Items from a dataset
::::

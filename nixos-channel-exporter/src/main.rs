//! Prometheus exporter for NixOS channel status.

use std::net::SocketAddr;
use std::sync::Arc;
use std::time::Duration;

use anyhow::Context;
use clap::Parser;
use tokio::sync::watch;
use tracing::{error, info};

use nixos_channel_exporter::{
    BuildInfoCollector, ChannelCollector, CollectorSettings, ExporterConfig, Gatherer, HttpServer,
    ProcessCollector,
};
use nixos_channels::{Registry, RevisionFetcher, init_tracing};

/// Prometheus exporter for NixOS channel status.
#[derive(Parser, Debug)]
#[command(name = "nixos-channel-exporter")]
#[command(about = "Export NixOS channel revisions as Prometheus metrics")]
#[command(version)]
struct Args {
    /// Path to configuration file (JSON5 format).
    #[arg(short, long)]
    config: Option<String>,

    /// Path to the channels.json file derived from channels.nix (overrides config).
    #[arg(long)]
    channels: Option<String>,

    /// HTTP listen address (overrides config).
    #[arg(long)]
    listen: Option<String>,

    /// Base URL of the channel status server (overrides config).
    #[arg(long)]
    base_url: Option<String>,

    /// Log level (trace, debug, info, warn, error; overrides config).
    #[arg(long)]
    log_level: Option<String>,
}

#[tokio::main]
async fn main() -> anyhow::Result<()> {
    let args = Args::parse();

    // Load configuration
    let mut config = if let Some(config_path) = &args.config {
        ExporterConfig::load_from_file(config_path)
            .with_context(|| format!("failed to load config {}", config_path))?
    } else {
        ExporterConfig::default()
    };

    // Apply CLI overrides
    if let Some(channels) = args.channels {
        config.channels_file = channels;
    }
    if let Some(listen) = args.listen {
        config.prometheus.listen = listen;
    }
    if let Some(base_url) = args.base_url {
        config.upstream.base_url = base_url;
    }
    if let Some(level) = args.log_level {
        config.logging.level = level;
    }
    config.validate()?;

    init_tracing(&config.logging)?;

    info!("Starting NixOS channel exporter");

    // The registry is fatal to get wrong: refuse to serve without it.
    let registry = Registry::load_from_file(&config.channels_file).with_context(|| {
        format!(
            "failed to load channels data from {}",
            config.channels_file
        )
    })?;
    info!(
        channels = registry.len(),
        file = %config.channels_file,
        "Loaded channel registry"
    );

    let fetcher = RevisionFetcher::from_config(&config.upstream)?;
    info!(
        base_url = %fetcher.base_url(),
        scrape_timeout_secs = config.upstream.scrape_timeout_secs,
        fail_fast = config.upstream.fail_fast,
        "Configured channel status server"
    );

    let collector = ChannelCollector::new(
        registry,
        fetcher,
        CollectorSettings::from(&config.upstream),
    );

    let mut gatherer = Gatherer::new();
    gatherer.register(Arc::new(BuildInfoCollector::default()))?;
    gatherer.register(Arc::new(ProcessCollector::new()))?;
    gatherer.register(Arc::new(collector))?;
    let gatherer = Arc::new(gatherer);

    let listen_addr: SocketAddr = config
        .prometheus
        .listen
        .parse()
        .map_err(|e| anyhow::anyhow!("Invalid listen address: {}", e))?;

    // Create shutdown signal
    let (shutdown_tx, shutdown_rx) = watch::channel(false);

    let http_server = HttpServer::new(
        gatherer,
        listen_addr,
        config.prometheus.path.clone(),
        config.prometheus.error_handling,
    )
    .with_request_timeout(config.prometheus.request_timeout());
    let mut http_task = tokio::spawn(http_server.run(shutdown_rx));

    // Wait for a shutdown signal, or for the server to exit on its own
    tokio::select! {
        _ = tokio::signal::ctrl_c() => {
            info!("Received Ctrl+C, shutting down...");
        }
        _ = terminate() => {
            info!("Received SIGTERM, shutting down...");
        }
        result = &mut http_task => {
            return match result {
                Ok(Ok(())) => Ok(()),
                Ok(Err(e)) => {
                    error!("HTTP server error: {}", e);
                    Err(e)
                }
                Err(e) => Err(e.into()),
            };
        }
    }

    // Signal shutdown
    shutdown_tx.send(true)?;

    if tokio::time::timeout(Duration::from_secs(5), http_task)
        .await
        .is_err()
    {
        error!("HTTP server did not stop within 5s");
    }

    info!("Exporter stopped");
    Ok(())
}

#[cfg(unix)]
async fn terminate() {
    use tokio::signal::unix::{SignalKind, signal};

    match signal(SignalKind::terminate()) {
        Ok(mut sigterm) => {
            sigterm.recv().await;
        }
        Err(e) => {
            error!("Failed to install SIGTERM handler: {}", e);
            std::future::pending::<()>().await;
        }
    }
}

#[cfg(not(unix))]
async fn terminate() {
    std::future::pending::<()>().await;
}
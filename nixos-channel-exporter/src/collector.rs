//! Pull-based collectors: the channel collection engine, build info and
//! process statistics.
//!
//! Every scrape calls [`Collector::collect`], which for [`ChannelCollector`]
//! fans out one revision request per registered channel, isolates per-channel
//! failures, and folds them into a failure counter and an invalid-metric
//! marker.

use std::sync::Arc;
use std::sync::atomic::{AtomicU64, Ordering};
use std::time::{Duration, Instant};

use futures::future::BoxFuture;
use nixos_channels::{FetchError, FetchResult, Registry, RevisionFetcher, UpstreamConfig};
use parking_lot::Mutex;
use sysinfo::{Pid, ProcessesToUpdate, System};
use tokio::sync::mpsc;
use tokio::task::JoinSet;
use tokio_util::sync::CancellationToken;
use tracing::{debug, warn};

use crate::metrics::{
    BUILD_INFO, CHANNEL_CURRENT, CHANNEL_REQUEST_FAILURES, CHANNEL_REVISION, CHANNEL_UPDATE_TIME,
    MetricDesc, Observation, PROCESS_RESIDENT_MEMORY, PROCESS_START_TIME, PROCESS_VIRTUAL_MEMORY,
};

/// Describe/collect contract consumed by the [`Gatherer`](crate::gather::Gatherer).
pub trait Collector: Send + Sync {
    /// Every descriptor this collector may emit.
    fn describe(&self) -> Vec<&'static MetricDesc>;

    /// Run one scrape and return its observations.
    fn collect(&self) -> BoxFuture<'_, Vec<Observation>>;
}

/// Scrape behaviour of the [`ChannelCollector`].
#[derive(Debug, Clone, PartialEq, Eq)]
pub struct CollectorSettings {
    /// Deadline shared by all channel requests of one scrape.
    pub scrape_timeout: Duration,
    /// Cancel outstanding requests when the first one fails.
    pub fail_fast: bool,
}

impl Default for CollectorSettings {
    fn default() -> Self {
        Self {
            scrape_timeout: Duration::from_secs(10),
            fail_fast: false,
        }
    }
}

impl From<&UpstreamConfig> for CollectorSettings {
    fn from(config: &UpstreamConfig) -> Self {
        Self {
            scrape_timeout: config.scrape_timeout(),
            fail_fast: config.fail_fast,
        }
    }
}

/// A channel whose revision could not be collected.
#[derive(Debug)]
pub struct ChannelFailure {
    /// Name of the failed channel.
    pub channel: String,
    /// Why the request failed.
    pub error: FetchError,
}

/// Result of one scrape of the channel collector.
#[derive(Debug, Default)]
pub struct CollectionOutcome {
    /// Emitted observations, ending with the failure counter.
    pub observations: Vec<Observation>,
    /// Channels that failed in this scrape, sorted by name.
    pub failures: Vec<ChannelFailure>,
}

/// Collects NixOS channel revisions from the channel status server.
pub struct ChannelCollector {
    registry: Arc<Registry>,
    fetcher: RevisionFetcher,
    settings: CollectorSettings,
    // Cumulative since process start.
    failures: Arc<AtomicU64>,
}

impl ChannelCollector {
    /// Create a collector for the channels in `registry`.
    pub fn new(registry: Registry, fetcher: RevisionFetcher, settings: CollectorSettings) -> Self {
        Self {
            registry: Arc::new(registry),
            fetcher,
            settings,
            failures: Arc::new(AtomicU64::new(0)),
        }
    }

    /// The channels scraped by this collector.
    pub fn registry(&self) -> &Registry {
        &self.registry
    }

    /// Deadline and failure mode of each scrape.
    pub fn settings(&self) -> &CollectorSettings {
        &self.settings
    }

    /// Number of failed channel requests since the collector was created.
    pub fn failures_total(&self) -> u64 {
        self.failures.load(Ordering::Relaxed)
    }

    /// Run one full scrape across every channel.
    pub async fn scrape(&self) -> CollectionOutcome {
        let started = Instant::now();
        let deadline = scrape_deadline(tokio::time::Instant::now(), self.settings.scrape_timeout);
        let cancel = CancellationToken::new();
        let (tx, mut rx) = mpsc::unbounded_channel();
        let mut tasks = JoinSet::new();

        for (name, channel) in self.registry.iter() {
            let name = name.to_string();
            let current = channel.current;
            let fetcher = self.fetcher.clone();
            let tx = tx.clone();
            let cancel = cancel.clone();
            let failures = Arc::clone(&self.failures);
            let fail_fast = self.settings.fail_fast;
            let scrape_timeout = self.settings.scrape_timeout;

            tasks.spawn(async move {
                let result = tokio::select! {
                    _ = cancel.cancelled() => Err(FetchError::Cancelled),
                    fetched = tokio::time::timeout_at(deadline, fetcher.fetch(&name)) => {
                        fetched.unwrap_or_else(|_| Err(FetchError::Timeout(scrape_timeout)))
                    }
                };

                match result {
                    Ok(fetched) => {
                        emit_channel(&tx, fetched, current);
                        Ok(())
                    }
                    Err(error) => {
                        failures.fetch_add(1, Ordering::Relaxed);
                        if fail_fast {
                            cancel.cancel();
                        }
                        debug!(channel = %name, error = %error, "Channel request failed");
                        Err(ChannelFailure {
                            channel: name,
                            error,
                        })
                    }
                }
            });
        }
        drop(tx);

        let mut failed = Vec::new();
        let mut panicked = 0usize;
        while let Some(joined) = tasks.join_next().await {
            match joined {
                Ok(Ok(())) => {}
                Ok(Err(failure)) => failed.push(failure),
                Err(join_err) => {
                    self.failures.fetch_add(1, Ordering::Relaxed);
                    panicked += 1;
                    warn!(error = ?join_err, "Channel task did not complete");
                }
            }
        }

        let mut observations = Vec::with_capacity(self.registry.len() * 3 + 2);
        while let Some(observation) = rx.recv().await {
            observations.push(observation);
        }

        failed.sort_by(|a, b| a.channel.cmp(&b.channel));
        let failed_count = failed.len() + panicked;
        if failed_count > 0 {
            let message = failure_summary(&failed, failed_count, self.registry.len());
            warn!(
                failed = failed_count,
                channels = self.registry.len(),
                error = %message,
                "Channel scrape completed with failures"
            );
            observations.push(Observation::invalid(&CHANNEL_REVISION, message));
        }

        observations.push(Observation::sample(
            &CHANNEL_REQUEST_FAILURES,
            Vec::new(),
            self.failures_total() as f64,
        ));

        debug!(
            channels = self.registry.len(),
            failed = failed_count,
            elapsed_ms = started.elapsed().as_millis() as u64,
            "Channel scrape finished"
        );

        CollectionOutcome {
            observations,
            failures: failed,
        }
    }
}

impl Collector for ChannelCollector {
    fn describe(&self) -> Vec<&'static MetricDesc> {
        vec![
            &CHANNEL_REVISION,
            &CHANNEL_UPDATE_TIME,
            &CHANNEL_CURRENT,
            &CHANNEL_REQUEST_FAILURES,
        ]
    }

    fn collect(&self) -> BoxFuture<'_, Vec<Observation>> {
        Box::pin(async move { self.scrape().await.observations })
    }
}

/// Deadline shared by the channel requests of one scrape.
///
/// Timeouts too large to represent saturate to a deadline decades away.
fn scrape_deadline(now: tokio::time::Instant, timeout: Duration) -> tokio::time::Instant {
    now.checked_add(timeout).unwrap_or_else(|| now + FAR_FUTURE)
}

const FAR_FUTURE: Duration = Duration::from_secs(86_400 * 365 * 30);

/// Send the observations for one successfully fetched channel.
fn emit_channel(tx: &mpsc::UnboundedSender<Observation>, fetched: FetchResult, current: bool) {
    let FetchResult {
        channel,
        revision,
        last_modified,
    } = fetched;

    // The receiver outlives every task of the scrape.
    let _ = tx.send(Observation::sample(
        &CHANNEL_REVISION,
        vec![channel.clone(), revision],
        1.0,
    ));

    if let Some(modified) = last_modified {
        let _ = tx.send(Observation::sample(
            &CHANNEL_UPDATE_TIME,
            vec![channel.clone()],
            modified.timestamp() as f64,
        ));
    }

    let _ = tx.send(Observation::sample(
        &CHANNEL_CURRENT,
        vec![channel],
        if current { 1.0 } else { 0.0 },
    ));
}

fn failure_summary(failed: &[ChannelFailure], failed_count: usize, total: usize) -> String {
    let details: Vec<String> = failed
        .iter()
        .map(|f| format!("channel {:?}: {}", f.channel, f.error))
        .collect();

    format!(
        "failed to fetch {} of {} channels: {}",
        failed_count,
        total,
        details.join("; ")
    )
}

/// Exposes the exporter version as a constant info-style gauge.
#[derive(Debug, Clone)]
pub struct BuildInfoCollector {
    version: String,
}

impl BuildInfoCollector {
    /// Create a build info collector reporting `version`.
    pub fn new(version: impl Into<String>) -> Self {
        Self {
            version: version.into(),
        }
    }
}

impl Default for BuildInfoCollector {
    fn default() -> Self {
        Self::new(env!("CARGO_PKG_VERSION"))
    }
}

impl Collector for BuildInfoCollector {
    fn describe(&self) -> Vec<&'static MetricDesc> {
        vec![&BUILD_INFO]
    }

    fn collect(&self) -> BoxFuture<'_, Vec<Observation>> {
        let observation = Observation::sample(&BUILD_INFO, vec![self.version.clone()], 1.0);
        Box::pin(futures::future::ready(vec![observation]))
    }
}

/// Exposes memory and start time of the exporter process.
pub struct ProcessCollector {
    pid: Option<Pid>,
    system: Mutex<System>,
}

impl ProcessCollector {
    /// Create a collector for the current process.
    pub fn new() -> Self {
        let pid = match sysinfo::get_current_pid() {
            Ok(pid) => Some(pid),
            Err(e) => {
                warn!(error = %e, "Process metrics unavailable on this platform");
                None
            }
        };

        Self {
            pid,
            system: Mutex::new(System::new()),
        }
    }

    fn observations(&self) -> Vec<Observation> {
        let Some(pid) = self.pid else {
            return Vec::new();
        };

        let mut system = self.system.lock();
        system.refresh_processes(ProcessesToUpdate::Some(&[pid]), true);

        let Some(process) = system.process(pid) else {
            debug!(%pid, "Own process not found");
            return Vec::new();
        };

        vec![
            Observation::sample(&PROCESS_RESIDENT_MEMORY, Vec::new(), process.memory() as f64),
            Observation::sample(
                &PROCESS_VIRTUAL_MEMORY,
                Vec::new(),
                process.virtual_memory() as f64,
            ),
            Observation::sample(&PROCESS_START_TIME, Vec::new(), process.start_time() as f64),
        ]
    }
}

impl Default for ProcessCollector {
    fn default() -> Self {
        Self::new()
    }
}

impl Collector for ProcessCollector {
    fn describe(&self) -> Vec<&'static MetricDesc> {
        vec![
            &PROCESS_RESIDENT_MEMORY,
            &PROCESS_VIRTUAL_MEMORY,
            &PROCESS_START_TIME,
        ]
    }

    fn collect(&self) -> BoxFuture<'_, Vec<Observation>> {
        Box::pin(futures::future::ready(self.observations()))
    }
}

::::

**What is being asked:** Say how many lines in the data hold the string "true", and write nothing else.

**Answer to the problem:** 2